Dr Jackson Armstrong, a lecturer in history at the University, said the discovery helped piece together a missing part of Scotland’s world class heritage.
“To find any trace of the missing burgh records after more than two centuries was unexpected but to find that these extracts offer us a new insight into Aberdeen’s royal connections in this period is extraordinary,” he said.
“We have found information relating to King James I’s journeys by sea to Aberdeen and Inverness.
“We can also see that in 1428, when the king arrested the highland chiefs at Inverness, he demanded support of men and supply of provisions from Aberdeen. It does not appear that this was forthcoming as other sources show Aberdeen and three other towns were fined by the crown for failing to contribute fully. This new fragment shows that Aberdeen’s officials received a direct complaint from James I about this incident and recorded it in the missing register.
“A year later a further letter from the King was recorded in a council memorandum which seems to relate to selecting burgesses to join the king’s military campaign in 1429 against Alexander Lord of the Isles, suggesting the city was required to make further contributions to royal ambitions in the highlands.”
Dr Armstrong made the discovery after noticing a reference to ‘very curious extracts from the records of the city of Aberdeen, 1398-1658’ in a catalogue of the medieval holdings of ancient universities and colleges produced in 1932.
“The book referred to a manuscript simply numbered 532 which was purchased by the University in 1908. It immediately pricked my curiosity and I began to wonder whether the author, James Man, had access to the register volume before it went astray, so I went to the Library’s Special Collections Centre to investigate.”
Dr Armstrong’s hunch proved to be correct and he found a number of pages copied from the missing volume. Unfortunately deciphering them did not prove to be as straightforward as the copy was made in ‘tortuous handwriting’.
The task of transcribing them fell to Dr Edda Frankot, Editorial Research Fellow on the Aberdeen Burgh Records research project and an expert in medieval and early modern script.
“The handwriting was thoroughly frustrating to read and was probably not intended for anyone to see but Man himself,” she added, “However after many painstaking hours I was able to decipher a significant amount of the content and it proved to be well worth the effort.
“The manuscript as a whole is a collection of notes from several registers, but we can see quite clearly that some sections are a direct translation from the Latin entries in the original ‘volume three’ and others are Man’s own notes rephrasing or summing up the information contained.”
Dr Barry Robertson, of the Aberdeen City Archives, investigated James Man.
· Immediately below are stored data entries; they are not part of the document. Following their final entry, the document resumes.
//! Error rendering using ariadne
//!
//! Diagnostics are drawn under the signature text they point into, with
//! their codes, related locations and help lines.

use crate::{Diagnostic, Error, Severity};
use ariadne::{ColorGenerator, Label, Report, ReportKind, Source};
use std::io::Write;

/// Character set for rendering error messages.
#[derive(Debug, Clone, Copy, PartialEq, Eq, Default)]
pub enum CharSet {
    /// Use Unicode characters for rich visual output.
    #[default]
    Unicode,
    /// Use ASCII-only characters for compatibility.
    Ascii,
}

/// Configuration for error rendering.
#[derive(Debug, Clone)]
pub struct RenderConfig<'a> {
    /// Whether to use ANSI color codes in output.
    pub color: bool,
    /// The filename to display in error messages.
    /// Defaults to "<unknown>" if not provided.
    pub filename: Option<&'a str>,
    /// The character set to use for rendering.
    /// Defaults to Unicode for rich visual output.
    pub charset: CharSet,
}

impl Default for RenderConfig<'_> {
    fn default() -> Self {
        RenderConfig::default()
    }
}

impl RenderConfig<'_> {
    const fn default() -> Self {
        Self {
            color: true,
            filename: None,
            charset: CharSet::Unicode,
        }
    }
}

/// Render an error to stderr using the default config.
///
/// # Example
/// ```no_run
/// use unionname::render_error;
/// use unionname::signature::{SignatureOptions, parse_signature};
///
/// if let Err(e) = parse_signature("List<int", &SignatureOptions::default()) {
///     render_error(&e);
/// }
/// ```
pub fn render_error(error: &Error) {
    render_error_to(error, &mut std::io::stderr(), &RenderConfig::default()).ok();
}

/// Render an error to a writer with the given configuration.
///
/// This is the main rendering function. Use this when you need control over
/// the output destination or rendering options.
///
/// # Example
/// ```
/// use unionname::{RenderConfig, render_error_to};
/// use unionname::signature::{SignatureOptions, parse_signature};
///
/// let e = parse_signature("Nullable<string>", &SignatureOptions::default()).unwrap_err();
/// let mut buf = Vec::new();
/// let config = RenderConfig { color: false, ..Default::default() };
/// render_error_to(&e, &mut buf, &config).unwrap();
/// assert!(String::from_utf8_lossy(&buf).contains("[P003] Error"));
/// ```
pub fn render_error_to(
    error: &Error,
    writer: &mut dyn Write,
    config: &RenderConfig,
) -> std::io::Result<()> {
    let filename = config
        .filename
        .or_else(|| error.filename())
        .unwrap_or("<unknown>");

    match error {
        Error::Compilation {
            diagnostics,
            source,
            ..
        } => render_diagnostics(source, diagnostics, writer, config, filename),
        Error::Api(msg) => {
            writeln!(writer, "error: {}", msg)
        }
    }
}

fn render_diagnostics(
    source: &str,
    diagnostics: &[Diagnostic],
    writer: &mut dyn Write,
    config: &RenderConfig,
    filename: &str,
) -> std::io::Result<()> {
    for diag in diagnostics {
        let mut colors = ColorGenerator::new();
        colors.next(); // Skip the first color.

        let kind = match diag.severity {
            Severity::Error => ReportKind::Error,
            Severity::Warning => ReportKind::Warning,
            Severity::Info => ReportKind::Advice,
        };

        let ariadne_charset = match config.charset {
            CharSet::Unicode => ariadne::CharSet::Unicode,
            CharSet::Ascii => ariadne::CharSet::Ascii,
        };
        let ariadne_config = ariadne::Config::default()
            .with_color(config.color)
            .with_char_set(ariadne_charset);

        let mut report = Report::build(kind, (filename, diag.span.0.clone()))
            .with_message(&diag.message)
            .with_config(ariadne_config);

        // Add error code if present
        if let Some(code) = &diag.code {
            report = report.with_code(code);
        }

        // Primary label with the main error span
        let color = colors.next();
        report = report.with_label(
            Label::new((filename, diag.span.0.clone()))
                .with_message(&diag.message)
                .with_color(color),
        );

        // Related info as secondary labels
        for related in &diag.related {
            let color = colors.next();
            report = report.with_label(
                Label::new((filename, related.span.0.clone()))
                    .with_message(&related.message)
                    .with_color(color),
            );
        }

        // Help text as notes
        for help_msg in &diag.help {
            report = report.with_help(help_msg);
        }

        // Reborrow so the writer is not moved into the first report.
        report
            .finish()
            .write((filename, Source::from(source)), &mut *writer)?;
    }

    Ok(())
}

#[cfg(test)]
mod tests {
    use super::*;
    use expect_test::{Expect, expect};
    use unionname_core::signature::SignatureOptions;
    use unionname_core::union::UnionSignature;

    const UNICODE_CONFIG: RenderConfig = RenderConfig {
        color: false,
        filename: Some("test.txt"),
        charset: CharSet::Unicode,
    };

    const ASCII_CONFIG: RenderConfig = RenderConfig {
        color: false,
        filename: Some("test.txt"),
        charset: CharSet::Ascii,
    };

    fn render_error_string(source: &str, config: &RenderConfig) -> String {
        match UnionSignature::parse(source, &SignatureOptions::default()) {
            Err(e) => render_to_string(&e, config),
            Ok(_) => panic!("Expected an error for source: {source}"),
        }
    }

    fn render_to_string(error: &Error, config: &RenderConfig) -> String {
        let mut buf = Vec::new();
        render_error_to(error, &mut buf, config).unwrap();
        String::from_utf8_lossy(&buf).into_owned()
    }

    fn check_error(source: &str, config: &RenderConfig, expected: Expect) {
        let output = render_error_string(source, config);
        expected.assert_eq(&output);
    }

    #[test]
    fn test_not_a_union_unicode() {
        check_error(
            "List<int>",
            &UNICODE_CONFIG,
            expect![[r#"
                [U001] Error: expected a `OneOf<...>` union, found `List`
                   ╭─[ test.txt:1:1 ]
                   │
                 1 │ List<int>
                   │ ────┬────  
                   │     ╰────── expected a `OneOf<...>` union, found `List`
                   │ 
                   │ Help: list the alternatives as `OneOf<T0, T1, ...>`
                ───╯
            "#]],
        );
    }

    #[test]
    fn test_not_a_union_ascii() {
        check_error(
            "List<int>",
            &ASCII_CONFIG,
            expect![[r#"
                [U001] Error: expected a `OneOf<...>` union, found `List`
                   ,-[ test.txt:1:1 ]
                   |
                 1 | List<int>
                   | ^^^^|^^^^  
                   |     `------ expected a `OneOf<...>` union, found `List`
                   | 
                   | Help: list the alternatives as `OneOf<T0, T1, ...>`
                ---'
            "#]],
        );
    }

    #[test]
    fn test_nullable_reference_argument_unicode() {
        check_error(
            "Nullable<string>",
            &UNICODE_CONFIG,
            expect![[r#"
                [P003] Error: `Nullable<T>` requires a non-nullable value type, found `string`
                   ╭─[ test.txt:1:10 ]
                   │
                 1 │ Nullable<string>
                   │          ───┬──  
                   │             ╰──── `Nullable<T>` requires a non-nullable value type, found `string`
                   │ 
                   │ Help: use `?` on reference types instead
                ───╯
            "#]],
        );
    }

    #[test]
    fn test_syntax_error_has_code() {
        let output = render_error_string("OneOf<int, >", &UNICODE_CONFIG);
        assert!(output.starts_with("[P001] Error:"), "{output}");
        assert!(output.contains("test.txt:1:"), "{output}");
    }

    #[test]
    fn test_collision_warning_shows_both_alternatives() {
        let union =
            UnionSignature::parse("OneOf<string, string?>", &SignatureOptions::default()).unwrap();
        let warning = union.collision_warnings().unwrap();
        let output = render_to_string(&warning, &UNICODE_CONFIG);
        assert!(output.starts_with("[U002] Warning:"), "{output}");
        assert!(output.contains("first used here"), "{output}");
        assert!(
            output.contains("Help: only the first alternative"),
            "{output}"
        );
    }

    #[test]
    fn test_filename_falls_back_to_error() {
        let error = UnionSignature::parse("int", &SignatureOptions::default())
            .unwrap_err()
            .with_filename("unions.txt");
        let config = RenderConfig {
            color: false,
            ..Default::default()
        };
        assert!(render_to_string(&error, &config).contains("unions.txt:1:1"));
    }

    #[test]
    fn test_api_error() {
        let error = Error::Api("`Foo` is not a positional member".to_string());
        assert_eq!(
            render_to_string(&error, &UNICODE_CONFIG),
            "error: `Foo` is not a positional member\n"
        );
    }

    #[test]
    fn test_charset_default_is_unicode() {
        assert_eq!(CharSet::default(), CharSet::Unicode);
    }

    #[test]
    fn test_render_config_default_charset() {
        let config = RenderConfig::default();
        assert_eq!(config.charset, CharSet::Unicode);
    }
}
He said: “It appears that James Man, a graduate of King’s College, was collecting information with a view to writing a book entitled Memoirs of Scottish Affairs, from 1624 to 1651. He published a short section of this projected work along with an introduction in 1741. I doubt he realised at the time that his notes for a book which never came to full fruition would prove so valuable all these years later.”
The team will continue to work on the sections they are yet to decipher and hope that the discovery could pave the way for further insights into the history of Aberdeen and Scotland during this period.
Dr Armstrong added: “Our previous investigations into the burgh records have uncovered tales of shipwrecks, piracy and even royal demands so to have even a small section of material from the missing volume is tremendously valuable.
“Our early analysis of this fragment has already yielded significant information about the relationship between crown and town. It also appears that there is plenty of information about Aberdeen’s connections abroad, with trading towns like Bruges and Middelburg, and even as far afield as the Mediterranean. Two merchants from Genoa, ‘Pylgrime’ and ‘Lazaryne’, who resided in Scotland in the fifteenth century, are recorded. We hope that in time these fragments will yield further clues about Scotland’s medieval history and that, through a similar methodology, other copied sections might yet be found elsewhere.”
Deputy Council Leader, Marie Boulton said: “This is an extremely exciting discovery. It is the next best thing to finding the original. The Burgh records are a fascinating resource for our city and we hope they lead to many more interesting discoveries.”